● WHAT THE TASK ASKS: Beginning with the line below that contains "self.ops.push(BatchOp::DeleteTransaction(id));" and ending with the line that contains "pub fn is_empty(&self)", copy every line exactly. Copy nothing else.

---

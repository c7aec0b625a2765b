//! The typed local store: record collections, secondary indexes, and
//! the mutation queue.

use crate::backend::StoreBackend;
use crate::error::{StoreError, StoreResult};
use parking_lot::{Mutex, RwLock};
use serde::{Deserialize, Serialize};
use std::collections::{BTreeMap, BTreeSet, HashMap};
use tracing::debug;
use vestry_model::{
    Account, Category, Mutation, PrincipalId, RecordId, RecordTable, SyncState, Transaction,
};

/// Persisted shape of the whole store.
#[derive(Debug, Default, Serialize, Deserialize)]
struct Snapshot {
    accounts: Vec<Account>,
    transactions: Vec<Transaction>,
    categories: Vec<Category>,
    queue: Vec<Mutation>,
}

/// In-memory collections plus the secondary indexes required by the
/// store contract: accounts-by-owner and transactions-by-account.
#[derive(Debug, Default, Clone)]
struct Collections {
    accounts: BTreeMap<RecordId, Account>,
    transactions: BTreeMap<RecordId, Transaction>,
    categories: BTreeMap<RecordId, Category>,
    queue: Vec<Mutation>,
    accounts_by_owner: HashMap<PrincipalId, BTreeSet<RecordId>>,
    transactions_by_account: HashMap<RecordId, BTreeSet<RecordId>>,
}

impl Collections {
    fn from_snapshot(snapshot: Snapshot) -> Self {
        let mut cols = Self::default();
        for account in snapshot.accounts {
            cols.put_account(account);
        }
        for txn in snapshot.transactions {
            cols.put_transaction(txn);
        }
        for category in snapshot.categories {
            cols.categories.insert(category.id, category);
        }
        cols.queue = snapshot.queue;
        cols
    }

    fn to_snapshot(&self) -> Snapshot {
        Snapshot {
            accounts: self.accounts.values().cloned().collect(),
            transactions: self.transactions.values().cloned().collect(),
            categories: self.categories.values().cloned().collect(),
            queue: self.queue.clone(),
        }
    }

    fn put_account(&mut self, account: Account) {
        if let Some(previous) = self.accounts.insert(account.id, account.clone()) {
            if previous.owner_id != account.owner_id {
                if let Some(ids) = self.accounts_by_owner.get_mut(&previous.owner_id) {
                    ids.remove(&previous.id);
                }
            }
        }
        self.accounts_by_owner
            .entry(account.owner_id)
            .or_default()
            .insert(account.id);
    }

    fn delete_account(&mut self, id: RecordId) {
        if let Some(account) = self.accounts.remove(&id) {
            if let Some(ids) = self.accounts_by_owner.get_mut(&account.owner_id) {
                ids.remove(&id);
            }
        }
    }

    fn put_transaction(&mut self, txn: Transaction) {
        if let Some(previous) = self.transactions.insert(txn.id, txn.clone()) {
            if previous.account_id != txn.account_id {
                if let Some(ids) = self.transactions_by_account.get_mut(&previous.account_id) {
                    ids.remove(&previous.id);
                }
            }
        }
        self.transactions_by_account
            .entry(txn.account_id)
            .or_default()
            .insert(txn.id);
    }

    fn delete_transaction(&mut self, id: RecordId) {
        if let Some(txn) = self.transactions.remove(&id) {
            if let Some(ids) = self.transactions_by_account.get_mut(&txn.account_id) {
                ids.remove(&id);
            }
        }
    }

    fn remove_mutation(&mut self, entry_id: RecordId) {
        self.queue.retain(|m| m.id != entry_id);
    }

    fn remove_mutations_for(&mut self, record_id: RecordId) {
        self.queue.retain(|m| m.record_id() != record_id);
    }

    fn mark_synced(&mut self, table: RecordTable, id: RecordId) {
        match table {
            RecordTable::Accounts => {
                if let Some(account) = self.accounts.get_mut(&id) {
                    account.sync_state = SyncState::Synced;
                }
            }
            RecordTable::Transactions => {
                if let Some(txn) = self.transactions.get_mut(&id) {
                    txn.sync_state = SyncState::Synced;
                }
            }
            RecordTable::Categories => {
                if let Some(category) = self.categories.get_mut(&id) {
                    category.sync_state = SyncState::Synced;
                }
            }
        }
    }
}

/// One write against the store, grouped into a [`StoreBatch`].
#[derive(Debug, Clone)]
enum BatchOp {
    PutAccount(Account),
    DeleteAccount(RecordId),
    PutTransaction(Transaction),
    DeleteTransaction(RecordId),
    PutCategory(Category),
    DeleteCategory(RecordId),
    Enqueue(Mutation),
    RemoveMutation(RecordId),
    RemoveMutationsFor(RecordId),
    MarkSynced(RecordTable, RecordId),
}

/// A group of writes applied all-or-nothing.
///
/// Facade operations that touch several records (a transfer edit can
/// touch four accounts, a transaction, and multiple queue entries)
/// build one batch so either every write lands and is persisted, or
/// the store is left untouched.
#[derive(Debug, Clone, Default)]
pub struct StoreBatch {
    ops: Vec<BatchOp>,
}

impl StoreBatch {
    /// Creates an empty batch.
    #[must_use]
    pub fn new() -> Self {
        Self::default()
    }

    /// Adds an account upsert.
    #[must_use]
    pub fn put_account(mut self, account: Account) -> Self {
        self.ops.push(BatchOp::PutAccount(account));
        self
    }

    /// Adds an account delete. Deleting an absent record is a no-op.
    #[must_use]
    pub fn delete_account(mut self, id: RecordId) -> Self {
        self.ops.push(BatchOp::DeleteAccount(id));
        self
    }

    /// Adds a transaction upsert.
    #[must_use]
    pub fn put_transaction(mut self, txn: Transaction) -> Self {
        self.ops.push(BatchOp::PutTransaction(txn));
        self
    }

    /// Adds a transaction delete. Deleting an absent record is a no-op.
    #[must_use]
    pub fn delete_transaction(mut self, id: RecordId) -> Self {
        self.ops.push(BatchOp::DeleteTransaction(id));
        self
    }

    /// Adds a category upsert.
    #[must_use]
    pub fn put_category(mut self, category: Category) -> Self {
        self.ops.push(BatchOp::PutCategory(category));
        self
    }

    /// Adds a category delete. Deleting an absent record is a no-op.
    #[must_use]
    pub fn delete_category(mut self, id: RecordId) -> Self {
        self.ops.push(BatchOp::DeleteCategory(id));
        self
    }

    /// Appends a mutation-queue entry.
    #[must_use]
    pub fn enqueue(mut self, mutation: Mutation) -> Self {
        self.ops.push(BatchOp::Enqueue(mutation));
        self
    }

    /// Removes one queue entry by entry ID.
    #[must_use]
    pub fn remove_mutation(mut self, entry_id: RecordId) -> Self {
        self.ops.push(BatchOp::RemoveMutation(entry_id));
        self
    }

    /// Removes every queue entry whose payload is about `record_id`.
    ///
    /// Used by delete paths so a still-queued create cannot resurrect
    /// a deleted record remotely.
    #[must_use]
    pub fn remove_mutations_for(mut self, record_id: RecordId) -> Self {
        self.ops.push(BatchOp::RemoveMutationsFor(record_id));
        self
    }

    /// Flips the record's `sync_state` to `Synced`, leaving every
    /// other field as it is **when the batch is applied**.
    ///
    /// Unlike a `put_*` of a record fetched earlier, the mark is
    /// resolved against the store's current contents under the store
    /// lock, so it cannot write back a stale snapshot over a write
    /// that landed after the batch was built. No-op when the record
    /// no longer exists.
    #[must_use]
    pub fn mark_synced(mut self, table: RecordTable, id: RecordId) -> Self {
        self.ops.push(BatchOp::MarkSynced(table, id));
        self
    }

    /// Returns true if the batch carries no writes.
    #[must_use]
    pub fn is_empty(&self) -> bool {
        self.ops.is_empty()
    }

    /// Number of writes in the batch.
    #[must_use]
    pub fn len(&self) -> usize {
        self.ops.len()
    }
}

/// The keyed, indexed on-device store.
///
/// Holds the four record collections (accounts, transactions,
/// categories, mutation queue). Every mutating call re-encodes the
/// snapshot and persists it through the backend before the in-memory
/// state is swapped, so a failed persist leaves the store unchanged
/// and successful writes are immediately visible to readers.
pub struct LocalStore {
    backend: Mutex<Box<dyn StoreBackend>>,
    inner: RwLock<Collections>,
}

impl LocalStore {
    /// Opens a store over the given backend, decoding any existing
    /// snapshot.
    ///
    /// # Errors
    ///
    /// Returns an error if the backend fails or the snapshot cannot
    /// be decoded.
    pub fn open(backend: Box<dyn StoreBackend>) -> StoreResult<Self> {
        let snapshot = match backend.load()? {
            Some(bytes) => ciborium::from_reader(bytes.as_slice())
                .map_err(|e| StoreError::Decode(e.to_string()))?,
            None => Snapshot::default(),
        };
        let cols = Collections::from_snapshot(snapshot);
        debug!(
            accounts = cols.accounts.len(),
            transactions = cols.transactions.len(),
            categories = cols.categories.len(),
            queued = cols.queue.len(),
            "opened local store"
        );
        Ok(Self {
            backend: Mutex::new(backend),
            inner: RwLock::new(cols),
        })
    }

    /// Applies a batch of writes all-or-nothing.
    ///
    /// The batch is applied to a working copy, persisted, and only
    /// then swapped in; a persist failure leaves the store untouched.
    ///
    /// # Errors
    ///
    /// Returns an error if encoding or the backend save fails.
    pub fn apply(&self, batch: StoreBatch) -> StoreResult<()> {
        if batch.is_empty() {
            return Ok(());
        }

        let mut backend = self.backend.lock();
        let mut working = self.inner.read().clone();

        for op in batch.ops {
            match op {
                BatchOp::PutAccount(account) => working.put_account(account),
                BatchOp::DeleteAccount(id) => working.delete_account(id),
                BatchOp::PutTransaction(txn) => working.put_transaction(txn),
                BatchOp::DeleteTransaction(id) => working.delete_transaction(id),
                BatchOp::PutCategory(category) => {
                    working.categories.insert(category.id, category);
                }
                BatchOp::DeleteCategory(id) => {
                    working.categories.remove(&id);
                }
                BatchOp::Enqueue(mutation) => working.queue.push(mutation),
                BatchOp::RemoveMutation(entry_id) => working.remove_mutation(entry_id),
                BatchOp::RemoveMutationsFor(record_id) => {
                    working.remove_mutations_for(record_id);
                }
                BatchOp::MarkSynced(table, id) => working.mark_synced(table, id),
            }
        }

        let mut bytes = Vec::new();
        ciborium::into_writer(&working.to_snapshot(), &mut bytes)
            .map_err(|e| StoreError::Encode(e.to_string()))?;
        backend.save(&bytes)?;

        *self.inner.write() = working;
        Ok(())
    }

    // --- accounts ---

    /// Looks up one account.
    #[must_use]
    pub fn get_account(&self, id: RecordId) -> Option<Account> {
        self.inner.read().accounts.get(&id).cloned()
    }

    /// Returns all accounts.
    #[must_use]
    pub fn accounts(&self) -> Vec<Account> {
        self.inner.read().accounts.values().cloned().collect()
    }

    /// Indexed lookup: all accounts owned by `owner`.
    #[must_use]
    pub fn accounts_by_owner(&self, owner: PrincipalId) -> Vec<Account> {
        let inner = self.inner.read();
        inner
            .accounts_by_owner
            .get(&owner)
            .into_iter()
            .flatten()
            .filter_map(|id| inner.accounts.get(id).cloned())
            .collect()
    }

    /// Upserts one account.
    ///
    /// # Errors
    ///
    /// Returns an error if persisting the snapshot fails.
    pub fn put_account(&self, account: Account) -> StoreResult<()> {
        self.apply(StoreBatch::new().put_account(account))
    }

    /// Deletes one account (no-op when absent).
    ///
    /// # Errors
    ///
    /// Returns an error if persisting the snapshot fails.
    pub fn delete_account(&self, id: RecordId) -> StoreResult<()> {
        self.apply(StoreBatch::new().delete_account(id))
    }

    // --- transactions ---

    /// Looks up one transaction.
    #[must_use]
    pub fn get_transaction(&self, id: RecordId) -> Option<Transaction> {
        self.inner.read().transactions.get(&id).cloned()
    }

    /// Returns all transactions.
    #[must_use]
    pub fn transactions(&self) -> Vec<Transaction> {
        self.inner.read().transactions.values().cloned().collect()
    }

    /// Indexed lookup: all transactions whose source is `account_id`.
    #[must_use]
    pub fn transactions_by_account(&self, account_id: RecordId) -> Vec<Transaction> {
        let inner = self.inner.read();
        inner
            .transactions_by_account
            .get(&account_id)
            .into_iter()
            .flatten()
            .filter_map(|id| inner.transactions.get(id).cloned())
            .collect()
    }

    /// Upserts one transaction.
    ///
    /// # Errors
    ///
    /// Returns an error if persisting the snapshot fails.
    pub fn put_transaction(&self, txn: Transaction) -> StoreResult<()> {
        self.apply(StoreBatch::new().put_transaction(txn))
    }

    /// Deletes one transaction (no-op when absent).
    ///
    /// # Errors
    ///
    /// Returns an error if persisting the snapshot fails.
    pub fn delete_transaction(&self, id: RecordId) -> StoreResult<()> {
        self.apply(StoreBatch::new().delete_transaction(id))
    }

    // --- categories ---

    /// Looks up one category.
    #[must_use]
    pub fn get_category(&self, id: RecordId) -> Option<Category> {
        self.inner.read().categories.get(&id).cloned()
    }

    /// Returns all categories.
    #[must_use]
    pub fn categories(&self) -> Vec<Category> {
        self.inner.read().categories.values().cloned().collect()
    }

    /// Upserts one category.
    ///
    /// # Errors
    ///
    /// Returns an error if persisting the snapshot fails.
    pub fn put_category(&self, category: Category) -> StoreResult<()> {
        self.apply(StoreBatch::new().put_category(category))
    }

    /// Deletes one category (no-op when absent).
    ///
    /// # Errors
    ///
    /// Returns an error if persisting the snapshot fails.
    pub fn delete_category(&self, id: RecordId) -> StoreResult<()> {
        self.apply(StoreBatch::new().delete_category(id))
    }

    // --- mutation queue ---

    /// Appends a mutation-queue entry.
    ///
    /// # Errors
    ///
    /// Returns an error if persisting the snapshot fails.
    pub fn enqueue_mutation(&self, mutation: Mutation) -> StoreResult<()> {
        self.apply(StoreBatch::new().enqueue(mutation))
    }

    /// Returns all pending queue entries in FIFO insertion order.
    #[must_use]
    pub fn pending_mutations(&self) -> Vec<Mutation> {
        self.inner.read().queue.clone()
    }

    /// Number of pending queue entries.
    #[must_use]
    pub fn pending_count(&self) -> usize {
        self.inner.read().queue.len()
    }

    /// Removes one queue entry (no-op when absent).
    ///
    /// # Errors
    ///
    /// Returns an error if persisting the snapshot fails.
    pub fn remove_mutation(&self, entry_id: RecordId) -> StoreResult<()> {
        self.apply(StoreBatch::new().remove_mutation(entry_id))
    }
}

---

● TASK ANSWER:
        self.ops.push(BatchOp::DeleteTransaction(id));
        self
    }

    /// Adds a category upsert.
    #[must_use]
    pub fn put_category(mut self, category: Category) -> Self {
        self.ops.push(BatchOp::PutCategory(category));
        self
    }

    /// Adds a category delete. Deleting an absent record is a no-op.
    #[must_use]
    pub fn delete_category(mut self, id: RecordId) -> Self {
        self.ops.push(BatchOp::DeleteCategory(id));
        self
    }

    /// Appends a mutation-queue entry.
    #[must_use]
    pub fn enqueue(mut self, mutation: Mutation) -> Self {
        self.ops.push(BatchOp::Enqueue(mutation));
        self
    }

    /// Removes one queue entry by entry ID.
    #[must_use]
    pub fn remove_mutation(mut self, entry_id: RecordId) -> Self {
        self.ops.push(BatchOp::RemoveMutation(entry_id));
        self
    }

    /// Removes every queue entry whose payload is about `record_id`.
    ///
    /// Used by delete paths so a still-queued create cannot resurrect
    /// a deleted record remotely.
    #[must_use]
    pub fn remove_mutations_for(mut self, record_id: RecordId) -> Self {
        self.ops.push(BatchOp::RemoveMutationsFor(record_id));
        self
    }

    /// Flips the record's `sync_state` to `Synced`, leaving every
    /// other field as it is **when the batch is applied**.
    ///
    /// Unlike a `put_*` of a record fetched earlier, the mark is
    /// resolved against the store's current contents under the store
    /// lock, so it cannot write back a stale snapshot over a write
    /// that landed after the batch was built. No-op when the record
    /// no longer exists.
    #[must_use]
    pub fn mark_synced(mut self, table: RecordTable, id: RecordId) -> Self {
        self.ops.push(BatchOp::MarkSynced(table, id));
        self
    }

    /// Returns true if the batch carries no writes.
    #[must_use]
    pub fn is_empty(&self) -> bool {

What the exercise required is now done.